Hâlidi Bağdadî’nin önderliğinde kurulan Hâlidîlik tarikatı, klasik tarikat anlayışının dışına çıkarak toplumu dönüştüren bir aktör haline gelmişti. Akademisyen yazar Abdulcebbar Kavak, Ortadoğu gündemini büyük ölçüde etkileyen tarikatın doğduğu ortam ve yayılma sürecini siyasî, sosyal, tasavvufî açıdan inceliyor.

Yeni Şafak ve
04:00 - 12/10/2016 Çarşamba
Güncelleme: 19:37 - 11/10/2016 Salı
Yeni Şafak
ARİF AKBAŞ


Mevlana Halid gibi yaşadığı çağda sadece tasavvuf alanında değil, siyasi, toplumsal ve kültürel alanlarda da önemli etkileri olmuş âlim bir şahsiyet hakkında gerçekçi ve tutarlı bir değerlendirmenin yapılabilmesi için her şeyden önce onun ilmi ve tasavvufi hayatıyla düşünce dünyasının aydınlatılması gerekmekteydi. Bu konuda hazırlanmış en kapsamlı çalışmalardan biri de Abdulcebbar Kavak'ın Nizamiye Akademisi Yayınları'ndan çıkan 'Mevlana Halid-i Nakşibendi ve Halidilik' isimli kitabıdır. Mevlana Halid'in kendi eserleri ile hakkında yapılan çalışmalar ve Osmanlı devlet arşivlerinde bulunan vesikalar, onun hayatı hakkında oldukça önemli bilgiler sunmaktadır. Kavak, kitabı hazırlarken önemli ölçüde bu arşiv malzemesini kullanmasıyla da ön plana çıkıyor. Dolayısıyla tüm bu çalışma, belge ve bilgileri bir bütünlük içerisinde irdeleyip değerlendirdiğinden, onun hayatı, şahsiyeti ve eserleri ile adını taşıyan tarikatı hakkında daha doğru tespitler yapılmasını mümkün hale getiriyor.



BUHRANLARA ÇARE ARAYIŞI


Abdulcebbar Kavak'a göre Mevlana Halid ve onun takipçileri olan Halidiler, XIX. asrın ilk çeyreğinden itibaren Ortadoğu'nun birçok bölgesinde yaşanan toplumsal sorunlara getirdikleri çözüm önerileriyle halkın beğenisini kazanmışlardı. Temsil ettikleri tasavvufi geleneği ihmal etmeden yaşanan, toplumsal buhranlara çare üretmede öncü rol oynayan Halidiler, bir süre sonra bulundukları bölgelerin dini ve idari açıdan doğal liderleri olmuşlardı. Bu anlayış özellikle tüm Osmanlı coğrafyasında oldukça etkili olmuştu.

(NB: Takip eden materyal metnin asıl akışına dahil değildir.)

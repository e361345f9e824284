#![forbid(unsafe_code)]

//! Observer registry: the per-collection set of enumerable observers.
//!
//! # Design
//!
//! The registry holds **non-owning** handles. Observers are registered as
//! `&Rc<O>` and stored as `Weak<dyn EnumerableObserver<..>>`; whoever owns the
//! `Rc` decides how long the observer lives. Dead handles are pruned lazily
//! on the next `add` or notification pass.
//!
//! Identity is the `Rc` allocation address, so adding the same observer twice
//! is a no-op and the same observer may be registered with any number of
//! collections independently.
//!
//! # Delivery
//!
//! A notification pass snapshots the entry list, releases the borrow, and
//! then calls each observer in registration order. Observers may therefore
//! add or remove observers (including themselves) from inside a callback:
//!
//! - an entry removed mid-pass is skipped if it has not been visited yet;
//! - an entry added mid-pass is not called until the next pass.
//!
//! Each entry records the last cycle id it saw for each hook, so an observer
//! is called at most once per hook per cycle even if the notifier is driven
//! re-entrantly.
//!
//! # Failure Modes
//!
//! - **Observer error**: the pass stops at the failing observer and the error
//!   is returned. Observers after it in the same pass are not called. Stamps
//!   of observers already called are kept.

use std::cell::{Cell, RefCell};
use std::fmt;
use std::rc::{Rc, Weak};

use crate::descriptor::MutationDescriptor;
use crate::error::ObserverError;

/// Pre/post mutation callbacks for a collection of type `C` holding `T`.
///
/// Both hooks default to doing nothing, so an observer only interested in
/// completed mutations implements `did_change` alone.
pub trait EnumerableObserver<C: ?Sized, T> {
    fn will_change(
        &self,
        _collection: &C,
        _descriptor: &MutationDescriptor<T>,
    ) -> Result<(), ObserverError> {
        Ok(())
    }

    fn did_change(
        &self,
        _collection: &C,
        _descriptor: &MutationDescriptor<T>,
    ) -> Result<(), ObserverError> {
        Ok(())
    }
}

/// Closure-backed observer. See [`observer_fn`].
pub struct FnObserver<W, D> {
    will: W,
    did: D,
}

/// Build an observer from two closures.
pub fn observer_fn<C, T, W, D>(will: W, did: D) -> FnObserver<W, D>
where
    C: ?Sized,
    W: Fn(&C, &MutationDescriptor<T>) -> Result<(), ObserverError>,
    D: Fn(&C, &MutationDescriptor<T>) -> Result<(), ObserverError>,
{
    FnObserver { will, did }
}

impl<C, T, W, D> EnumerableObserver<C, T> for FnObserver<W, D>
where
    C: ?Sized,
    W: Fn(&C, &MutationDescriptor<T>) -> Result<(), ObserverError>,
    D: Fn(&C, &MutationDescriptor<T>) -> Result<(), ObserverError>,
{
    fn will_change(&self, collection: &C, descriptor: &MutationDescriptor<T>) -> Result<(), ObserverError> {
        (self.will)(collection, descriptor)
    }

    fn did_change(&self, collection: &C, descriptor: &MutationDescriptor<T>) -> Result<(), ObserverError> {
        (self.did)(collection, descriptor)
    }
}

impl<W, D> fmt::Debug for FnObserver<W, D> {
    fn fmt(&self, f: &mut fmt::Formatter<'_>) -> fmt::Result {
        f.debug_struct("FnObserver").finish_non_exhaustive()
    }
}

type ObserverRc<C, T> = Rc<dyn EnumerableObserver<C, T>>;
type ObserverWeak<C, T> = Weak<dyn EnumerableObserver<C, T>>;

fn identity<O: ?Sized>(observer: &Rc<O>) -> usize {
    Rc::as_ptr(observer).cast::<()>() as usize
}

#[derive(Clone, Copy)]
enum Hook {
    Will,
    Did,
}

struct ObserverEntry<C: ?Sized, T> {
    handle: ObserverWeak<C, T>,
    key: usize,
    active: Cell<bool>,
    last_will: Cell<u64>,
    last_did: Cell<u64>,
}

impl<C: ?Sized, T> ObserverEntry<C, T> {
    fn is_live(&self) -> bool {
        self.active.get() && self.handle.strong_count() > 0
    }

    fn stamp(&self, hook: Hook) -> &Cell<u64> {
        match hook {
            Hook::Will => &self.last_will,
            Hook::Did => &self.last_did,
        }
    }
}

/// Insertion-ordered set of weakly held observers.
pub struct ObserverRegistry<C: ?Sized, T> {
    entries: RefCell<Vec<Rc<ObserverEntry<C, T>>>>,
}

impl<C: ?Sized, T> Default for ObserverRegistry<C, T> {
    fn default() -> Self {
        Self {
            entries: RefCell::new(Vec::new()),
        }
    }
}

impl<C: ?Sized, T> fmt::Debug for ObserverRegistry<C, T> {
    fn fmt(&self, f: &mut fmt::Formatter<'_>) -> fmt::Result {
        f.debug_struct("ObserverRegistry")
            .field("observer_count", &self.len())
            .finish()
    }
}

impl<C: ?Sized, T> ObserverRegistry<C, T> {
    #[must_use]
    pub fn new() -> Self {
        Self::default()
    }

    /// Register an observer. Returns `false` if it was already registered.
    pub fn add<O>(&self, observer: &Rc<O>) -> bool
    where
        O: EnumerableObserver<C, T> + 'static,
    {
        let erased: ObserverRc<C, T> = Rc::clone(observer) as ObserverRc<C, T>;
        self.add_dyn(&erased)
    }

    /// Register an already type-erased observer.
    pub fn add_dyn(&self, observer: &ObserverRc<C, T>) -> bool {
        let key = identity(observer);
        let mut entries = self.entries.borrow_mut();
        // Prune first: a dead entry may share its address with a new observer.
        entries.retain(|e| e.is_live());
        if entries.iter().any(|e| e.key == key) {
            return false;
        }
        entries.push(Rc::new(ObserverEntry {
            handle: Rc::downgrade(observer),
            key,
            active: Cell::new(true),
            last_will: Cell::new(0),
            last_did: Cell::new(0),
        }));
        true
    }

    /// Deregister an observer. Unknown observers are ignored.
    ///
    /// Returns `true` if the observer was registered. Takes effect
    /// immediately, including for a delivery pass already in progress.
    pub fn remove<O: ?Sized>(&self, observer: &Rc<O>) -> bool {
        let key = identity(observer);
        let mut entries = self.entries.borrow_mut();
        let Some(pos) = entries.iter().position(|e| e.key == key && e.active.get()) else {
            return false;
        };
        let entry = entries.remove(pos);
        entry.active.set(false);
        true
    }

    #[must_use]
    pub fn contains<O: ?Sized>(&self, observer: &Rc<O>) -> bool {
        let key = identity(observer);
        self.entries
            .borrow()
            .iter()
            .any(|e| e.key == key && e.is_live())
    }

    /// Number of live registered observers.
    #[must_use]
    pub fn len(&self) -> usize {
        self.entries.borrow().iter().filter(|e| e.is_live()).count()
    }

    #[must_use]
    pub fn is_empty(&self) -> bool {
        self.len() == 0
    }

    /// Deregister every observer.
    pub fn clear(&self) {
        for entry in self.entries.borrow_mut().drain(..) {
            entry.active.set(false);
        }
    }

    /// Deliver `will_change` for `cycle` to every registered observer.
    pub fn notify_will_change(
        &self,
        collection: &C,
        descriptor: &MutationDescriptor<T>,
        cycle: u64,
    ) -> Result<usize, ObserverError> {
        self.deliver(Hook::Will, collection, descriptor, cycle)
    }

    /// Deliver `did_change` for `cycle` to every registered observer.
    pub fn notify_did_change(
        &self,
        collection: &C,
        descriptor: &MutationDescriptor<T>,
        cycle: u64,
    ) -> Result<usize, ObserverError> {
        self.deliver(Hook::Did, collection, descriptor, cycle)
    }

    /// Returns the number of observers called.
    fn deliver(
        &self,
        hook: Hook,
        collection: &C,
        descriptor: &MutationDescriptor<T>,
        cycle: u64,
    ) -> Result<usize, ObserverError> {
        let snapshot: Vec<Rc<ObserverEntry<C, T>>> = {
            let mut entries = self.entries.borrow_mut();
            if entries.is_empty() {
                return Ok(0);
            }
            entries.retain(|e| e.is_live());
            entries.clone()
        };

        let mut delivered = 0;
        for entry in &snapshot {
            if !entry.active.get() {
                continue;
            }
            let stamp = entry.stamp(hook);
            if stamp.get() == cycle {
                continue;
            }
            let Some(observer) = entry.handle.upgrade() else {
                continue;
            };
            // Stamp before calling so a re-entrant pass skips this entry.
            stamp.set(cycle);
            delivered += 1;
            match hook {
                Hook::Will => observer.will_change(collection, descriptor)?,
                Hook::Did => observer.did_change(collection, descriptor)?,
            }
        }
        Ok(delivered)
    }
}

Bu hareketi önemli kılan başka bir özellik ise ilim ve tasavvufu aynı çatı altında bir arada götürmek suretiyle zülcenaheyn şahsiyetler yetiştirmeyi hedeflemesidir. Böylece Halidiler kendi anlayışlarına uygun olarak medrese tekke uygulamasını başlatmışlardı. Bir diğer özelliği ise İslam birliğini sağlayacak bir liderin etrafında toplanılması gerektiğini savunmalarıdır. Nitekim Mevlana Halid'in Müslümanların halifesi sıfatıyla Osmanlı padişahlarına verdiği desteğin temelinde bu düşüncenin yattığı mektuplardan anlaşılmaktadır. Kavak, eserinde bu konuyu belgelerle ortaya çıkarmıştır.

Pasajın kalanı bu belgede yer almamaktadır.